[The input]:
//! Presentation side effects
//!
//! The store calls into a `Presentation` after theme and window-size
//! reductions. Implementations are expected to be idempotent: applying the
//! same theme twice leaves the document as applying it once.

use std::cell::RefCell;
use std::rc::Rc;

use crate::config::UiConfig;
use crate::document::{Document, BODY, HTML};
use crate::state::Theme;

/// Attribute carrying the active theme on the document element
pub const THEME_ATTRIBUTE: &str = "data-theme";

/// Global presentation effects driven by UI state
pub trait Presentation {
    /// Applies the colour theme
    fn apply_theme(&mut self, theme: Theme);

    /// Adds or removes the widescreen layout class
    fn set_widescreen(&mut self, widescreen: bool);
}

fn theme_class(theme: Theme) -> String {
    format!("{}-theme", theme.as_str())
}

/// Writes presentation effects onto a shared `Document`
#[derive(Debug, Clone)]
pub struct DocumentPresentation {
    document: Rc<RefCell<Document>>,
    root_element_id: String,
    widescreen_class: String,
}

impl DocumentPresentation {
    pub fn new(document: Rc<RefCell<Document>>, config: &UiConfig) -> Self {
        Self {
            document,
            root_element_id: config.root_element_id.clone(),
            widescreen_class: config.widescreen_class.clone(),
        }
    }

    /// The document being written to
    pub fn document(&self) -> &Rc<RefCell<Document>> {
        &self.document
    }
}

impl Presentation for DocumentPresentation {
    fn apply_theme(&mut self, theme: Theme) {
        let mut document = self.document.borrow_mut();
        if let Some(html) = document.element_mut(HTML) {
            html.remove_class(&theme_class(theme.toggled()));
            html.add_class(&theme_class(theme));
            html.set_attribute(THEME_ATTRIBUTE, theme.as_str());
        }
    }

    fn set_widescreen(&mut self, widescreen: bool) {
        let mut document = self.document.borrow_mut();
        // A missing root is skipped; the body still gets the class
        for id in [self.root_element_id.as_str(), BODY] {
            if let Some(element) = document.element_mut(id) {
                if widescreen {
                    element.add_class(&self.widescreen_class);
                } else {
                    element.remove_class(&self.widescreen_class);
                }
            }
        }
    }
}

/// A recorded presentation call
#[derive(Debug, Clone, Copy, PartialEq, Eq)]
pub enum PresentationCall {
    Theme(Theme),
    Widescreen(bool),
}

/// Records presentation calls for inspection
///
/// Clones share the same log, so a test can keep one clone and hand the
/// other to the store.
#[derive(Debug, Clone, Default)]
pub struct RecordingPresentation {
    calls: Rc<RefCell<Vec<PresentationCall>>>,
}

impl RecordingPresentation {
    pub fn new() -> Self {
        Self::default()
    }

    /// All calls so far, oldest first
    pub fn calls(&self) -> Vec<PresentationCall> {
        self.calls.borrow().clone()
    }

    /// Forgets recorded calls
    pub fn clear(&self) {
        self.calls.borrow_mut().clear();
    }
}

impl Presentation for RecordingPresentation {
    fn apply_theme(&mut self, theme: Theme) {
        self.calls.borrow_mut().push(PresentationCall::Theme(theme));
    }

    fn set_widescreen(&mut self, widescreen: bool) {
        self.calls
            .borrow_mut()
            .push(PresentationCall::Widescreen(widescreen));
    }
}
//! # Editor Manager Service
//!
//! Tracks the mounted editors of the split view and keeps keyboard focus in
//! them while no command palette is open.
//!
//! ## Philosophy
//!
//! - **Fixed slots**: Exactly `MAX_EDITOR` slots; slot 0 is the primary pane,
//!   slot 1 the secondary
//! - **Single owner**: The manager owns its slots; readers only borrow
//! - **Per-slot effects**: Each slot restores its own focus, without
//!   coordinating with the other
//! - **Deferred focus**: Focus is applied on the next animation frame, never
//!   synchronously
//!
//! ## Non-Goals
//!
//! This is NOT:
//! - An editor engine (editors are opaque `EditorHandle`s)
//! - Part of the action/reducer pipeline

pub mod binding;
pub mod debug;

pub use binding::bind_editor_manager;
pub use debug::{DebugGlobals, DevToolsLoader, EditorConfigError, EditorManagerConfig};

use lifecycle::FrameScheduler;
use std::fmt;
use std::rc::Rc;
use thiserror::Error;

/// Number of editor slots
pub const MAX_EDITOR: usize = 2;

/// Slot of the primary pane
pub const PRIMARY_SLOT: usize = 0;

/// Slot of the secondary pane
pub const SECONDARY_SLOT: usize = 1;

/// The view of an editor the manager needs
pub trait EditorHandle {
    /// Returns true if the editor currently holds keyboard focus
    fn has_focus(&self) -> bool;

    /// Moves keyboard focus into the editor
    fn focus(&self);
}

/// Editor manager error types
#[derive(Debug, Error, PartialEq, Eq)]
pub enum EditorManagerError {
    #[error("Editor slot {slot} out of range, only {max} slots allowed")]
    SlotOutOfRange { slot: usize, max: usize },
}

/// Editor registry for the primary and secondary panes
pub struct EditorManager<E> {
    slots: [Option<Rc<E>>; MAX_EDITOR],
    palette_active: bool,
    scheduler: FrameScheduler,
    config: EditorManagerConfig,
    debug_globals: DebugGlobals<E>,
    dev_tools: Option<Rc<dyn DevToolsLoader<E>>>,
}

impl<E: EditorHandle + 'static> EditorManager<E> {
    /// Creates an empty manager
    pub fn new(scheduler: FrameScheduler, config: EditorManagerConfig) -> Self {
        Self {
            slots: [None, None],
            palette_active: false,
            scheduler,
            config,
            debug_globals: DebugGlobals::new(),
            dev_tools: None,
        }
    }

    /// Sets the loader used for the developer-tools overlay
    pub fn with_dev_tools(mut self, loader: Rc<dyn DevToolsLoader<E>>) -> Self {
        self.dev_tools = Some(loader);
        self
    }

    /// Assigns or clears a slot
    ///
    /// # Panics
    ///
    /// Panics if `slot >= MAX_EDITOR`. Use `try_set_editor` to get an error
    /// instead.
    pub fn set_editor(&mut self, slot: usize, editor: Option<Rc<E>>) {
        if let Err(err) = self.try_set_editor(slot, editor) {
            panic!("{}", err);
        }
    }

    /// Assigns or clears a slot, rejecting out-of-range slots
    pub fn try_set_editor(
        &mut self,
        slot: usize,
        editor: Option<Rc<E>>,
    ) -> Result<(), EditorManagerError> {
        if slot >= MAX_EDITOR {
            return Err(EditorManagerError::SlotOutOfRange {
                slot,
                max: MAX_EDITOR,
            });
        }

        let changed = !same_editor(self.slots[slot].as_ref(), editor.as_ref());
        self.slots[slot] = editor;
        tracing::debug!(slot, changed, "editor slot assigned");

        if changed {
            self.restore_focus(slot);
        }
        self.publish_debug();
        Ok(())
    }

    /// The editor in `slot`, or `None` for empty and out-of-range slots
    pub fn get_editor(&self, slot: usize) -> Option<&Rc<E>> {
        self.slots.get(slot).and_then(Option::as_ref)
    }

    pub fn primary_editor(&self) -> Option<&Rc<E>> {
        self.get_editor(PRIMARY_SLOT)
    }

    pub fn secondary_editor(&self) -> Option<&Rc<E>> {
        self.get_editor(SECONDARY_SLOT)
    }

    /// Number of populated slots
    pub fn len(&self) -> usize {
        self.slots.iter().filter(|slot| slot.is_some()).count()
    }

    pub fn is_empty(&self) -> bool {
        self.len() == 0
    }

    /// Whether a command palette is currently open
    pub fn palette_active(&self) -> bool {
        self.palette_active
    }

    /// Feeds the palette state in
    ///
    /// When the palette goes away each slot independently schedules focus
    /// for its editor.
    pub fn sync_palette(&mut self, palette_active: bool) {
        if self.palette_active == palette_active {
            return;
        }
        self.palette_active = palette_active;
        for slot in 0..MAX_EDITOR {
            self.restore_focus(slot);
        }
    }

    pub fn config(&self) -> &EditorManagerConfig {
        &self.config
    }

    /// Editors published for inspection
    pub fn debug_globals(&self) -> &DebugGlobals<E> {
        &self.debug_globals
    }

    fn restore_focus(&self, slot: usize) {
        if self.palette_active {
            return;
        }
        let Some(editor) = &self.slots[slot] else {
            return;
        };
        if editor.has_focus() {
            return;
        }

        let editor = Rc::downgrade(editor);
        let handle = self.scheduler.request_frame(move || {
            if let Some(editor) = editor.upgrade() {
                editor.focus();
            }
        });
        tracing::debug!(slot, %handle, "editor focus scheduled");
    }

    fn publish_debug(&mut self) {
        if self.config.integration {
            return;
        }
        self.debug_globals.publish(
            self.slots[PRIMARY_SLOT].as_ref(),
            self.slots[SECONDARY_SLOT].as_ref(),
        );

        let requested = self.config.dev_tools_requested();
        let primary = self.slots[PRIMARY_SLOT].as_ref().map(Rc::downgrade);
        let loader = self.dev_tools.clone();
        self.scheduler.request_idle(move || {
            if !requested {
                return;
            }
            let editor = primary.and_then(|editor| editor.upgrade());
            if let (Some(editor), Some(loader)) = (editor, loader) {
                tracing::debug!("loading developer tools");
                loader.load(&editor);
            }
        });
    }
}

fn same_editor<E>(a: Option<&Rc<E>>, b: Option<&Rc<E>>) -> bool {
    match (a, b) {
        (Some(a), Some(b)) => Rc::ptr_eq(a, b),
        (None, None) => true,
        _ => false,
    }
}

impl<E> fmt::Debug for EditorManager<E> {
    fn fmt(&self, f: &mut fmt::Formatter<'_>) -> fmt::Result {
        let populated: Vec<bool> = self.slots.iter().map(Option::is_some).collect();
        f.debug_struct("EditorManager")
            .field("slots", &populated)
            .field("palette_active", &self.palette_active)
            .field("config", &self.config)
            .finish()
    }
}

[Goal of the exercise]:
Which lines hold the word "Number"? Copy each of them from the records.

[Task answer]:
/// Number of editor slots
    /// Number of populated slots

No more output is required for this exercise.